This column ran on UPI’s Religion and Spirituality Forum on July 29, 2007.
So the Tour de France this year ended up looking more like a Grateful Dead show than one of the world’s premier sporting events. Drugs—both real and imagined—were everywhere. An entire team left the race after its leader, Alexandre Vinokourov, one of the Tour’s strongest competitors, failed a drug test. Michael Rasmussen was expelled from competition while wearing the overall leader’s yellow jersey, just days before an expected victory lap around the Champs-Elysees. Apparently, he mislead anti-doping officials about his whereabouts, saying he had forgotten to tell them he was going to Mexico, when in fact, he’d neglected to tell them he was in Italy.
Meanwhile, the results of last year’s Tour de France are still being worked out as Floyd Landis appeals a positive test for elevated testosterone levels.
I’m annoyed by the epidemic of doping in the cycling world. Bicycle racing is a sport that I have enjoyed following for the last couple of years, and I would like to think that the athletes who participate in the sport are taking care of themselves and are preserving the integrity of the game. Regrettably, it turns out that a good number of the world’s best cyclists have not managed to live and ride in a blameless manner. Because I’m a fan of cycling and because I care about the health of cyclists who entertain me, I’m bothered by the drug use in cycling, but I’ve decided to try to be indignant without passing moral judgment on cyclists who juice themselves.

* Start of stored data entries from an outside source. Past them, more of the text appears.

//! Error taxonomy for item encoding, record handling and storage.

use equipsave_core::RegistryKey;
use std::path::PathBuf;
use thiserror::Error;

/// Failure to encode or decode a single item stack.
#[derive(Debug, Error)]
pub enum CodecError {
    /// The text is not standard padded base64.
    #[error("item blob is not valid base64: {0}")]
    Base64(#[from] base64::DecodeError),

    /// The bytes are not a tag tree of the expected shape.
    #[error("item blob is not a valid tag tree: {0}")]
    Nbt(#[from] nbt::Error),

    /// The blob is bigger than any single item can be.
    #[error("item blob is {len} bytes, limit is {max}")]
    TooLarge {
        /// Size of the offending blob.
        len: usize,
        /// Accepted maximum.
        max: usize,
    },

    /// Compounds or lists nest deeper than any item needs.
    #[error("item tag tree nests deeper than {max} levels")]
    TooDeep {
        /// Accepted maximum depth.
        max: usize,
    },

    /// The tag stream is truncated or structurally invalid.
    #[error("item tag tree is malformed: {reason}")]
    BadTree {
        /// What the scan tripped over.
        reason: &'static str,
    },

    /// The stored id does not parse as a registry key.
    #[error("item id `{id}` is not a valid registry key")]
    InvalidItemId {
        /// Id as stored.
        id: String,
    },

    /// The item type is not in the registry.
    #[error("unknown item `{0}`")]
    UnknownItem(RegistryKey),

    /// An enchantment id is not in the registry.
    #[error("unknown enchantment `{id}` on `{item}`")]
    UnknownEnchantment {
        /// Item carrying the enchantment.
        item: RegistryKey,
        /// Enchantment id as stored.
        id: String,
    },

    /// Count is zero, negative, or above the item's stack limit.
    #[error("stack of `{item}` has count {count}, expected 1..={max}")]
    InvalidCount {
        /// Item type of the stack.
        item: RegistryKey,
        /// Offending count.
        count: i16,
        /// Stack limit for the item.
        max: u8,
    },

    /// Enchantment level outside `1..=255`.
    #[error("enchantment `{id}` on `{item}` has level {level}, expected 1..=255")]
    InvalidLevel {
        /// Item carrying the enchantment.
        item: RegistryKey,
        /// Enchantment id as stored.
        id: String,
        /// Offending level.
        level: i16,
    },
}

/// Inventory section of a record.
#[derive(Debug, Clone, Copy, PartialEq, Eq)]
pub enum Section {
    /// Main inventory.
    Items,
    /// Armor inventory.
    Armor,
}

impl std::fmt::Display for Section {
    fn fmt(&self, f: &mut std::fmt::Formatter<'_>) -> std::fmt::Result {
        match self {
            Section::Items => f.write_str("items"),
            Section::Armor => f.write_str("armor"),
        }
    }
}

/// A record that cannot be restored as-is.
#[derive(Debug, Error)]
pub enum RecordError {
    /// The document does not parse.
    #[error("record is not a valid document: {0}")]
    Yaml(#[from] serde_yaml::Error),

    /// The `version` field is not the current format version.
    #[error("unsupported record version {found} (expected {expected})")]
    UnsupportedVersion {
        /// Version in the document.
        found: u32,
        /// Version this build reads.
        expected: u32,
    },

    /// A slot key does not exist in the target inventory.
    #[error("{section} slot {slot} is outside an inventory of {size} slots")]
    SlotOutOfRange {
        /// Section holding the entry.
        section: Section,
        /// Offending slot.
        slot: usize,
        /// Size of the target inventory.
        size: usize,
    },

    /// One entry failed to encode or decode.
    #[error("{section} slot {slot}: {source}")]
    Item {
        /// Section holding the entry.
        section: Section,
        /// Slot of the entry.
        slot: usize,
        /// Underlying item failure.
        #[source]
        source: CodecError,
    },
}

/// Failure of a store operation.
#[derive(Debug, Error)]
pub enum StoreError {
    /// Directory creation, read, write or rename failed.
    #[error("i/o failure on {path}: {source}")]
    Io {
        /// Path being accessed.
        path: PathBuf,
        /// Underlying error.
        #[source]
        source: std::io::Error,
    },

    /// The file exists but is not a valid record.
    #[error("malformed record {path}: {source}")]
    Malformed {
        /// Record file.
        path: PathBuf,
        /// Why it was rejected.
        #[source]
        source: RecordError,
    },

    /// The record could not be rendered.
    #[error("failed to encode record for {player}: {source}")]
    Encode {
        /// Player the record belongs to.
        player: String,
        /// Why rendering failed.
        #[source]
        source: RecordError,
    },
}

impl StoreError {
    /// True for files that exist but cannot be parsed or validated.
    pub fn is_malformed(&self) -> bool {
        matches!(self, StoreError::Malformed { .. })
    }
}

Most of the riders who race in the Tour de France also compete in the Amgen Tour of California, which, for the last two years, has passed through my neighborhood to climb East San José’s Sierra Road. Not only is the hill on Sierra Road the toughest incline on the tour, but some folks also have called it the most difficult hill on a cycling race outside of Europe.

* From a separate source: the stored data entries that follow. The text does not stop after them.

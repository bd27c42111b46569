#![warn(missing_docs)]
//! Core item, enchantment and inventory types shared across the workspace.

pub mod enchantment;
pub mod inventory;
pub mod item;
pub mod player;
pub mod registry;

// Re-export commonly used types
pub use enchantment::{Enchantment, EnchantmentRegistry, EnchantmentType};
pub use inventory::{
    ArmorSlot, InventoryView, SlotInventory, ARMOR_INVENTORY_SIZE, MAIN_INVENTORY_SIZE,
};
pub use item::{
    ItemDefinition, ItemKind, ItemRegistry, ItemStack, ToolType, DEFAULT_STACK_SIZE,
    MAX_STACK_SIZE,
};
pub use player::PlayerHandle;
pub use registry::{Registries, RegistryKey, RegistryKeyError, DEFAULT_NAMESPACE};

I’ve been over Sierra Road on my bicycle four or five times in the last few years, and I’m relatively fit for a person in his late thirties who doesn’t get out to ride as much as he’d like. Generally, it takes me an hour to ride the six miles from my office to the top of Sierra Road. I cover the first two miles in about five minutes, which means that by the time I crest the Sierra Road’s summit (something like 1800 feet in four miles), I am barely going fast enough to keep my bike vertical.
When the riders on the Amgen Tour of California hit Sierra Road, they reach the top in about twenty minutes. This happens after they have ridden all the way from Sacramento, averaging speeds I can hit only while riding down steep hills.
Then these riders get up and do it again the next day. And the next. And the next for weeks at a time. I cannot imagine completing such a race, let alone winning one, but I can imagine being tempted to turn to chemical assistance to help me cross the finish line with a respectable time.
After all, a lot of us use various kinds of drugs to help us get over life’s steep hills. We do this under the care of physicians, consuming legally-prescribed pharmaceuticals for maladies such as chronic physical pain, depression, and erectile dysfunction. We also self-medicate using left-over meds or marijuana, serious narcotics or wee drams of Speyside single malt.
I’ve learned not to be morally judgmental in the face of such drug use. Many of the drugs we use are legal, safe, and can be tremendously helpful. Other drugs are dangerous, destructive and illegal. Either way, my experience tells me that those who use drugs—whether the drugs are healthy or harmful—need help and not moral indignation.
So it is with athletes who use performance-enhancing drugs. They need help. Life is more than a game, more than wearing a yellow jersey through the Arc d’ Triumph. Staying healthy and living a life of integrity are more important than winning. Cyclists and other athletes who use performance-enhancing drugs have forgotten this lesson and they are poorer for their amnesia. Certainly strong anti-doping measures must be in place to protect the health of athletes and the credibility of the world of sports, but those who have forgotten the importance of personal well-being and fair-play are to pitied and not pilloried. They need our compassion and not our condemnation.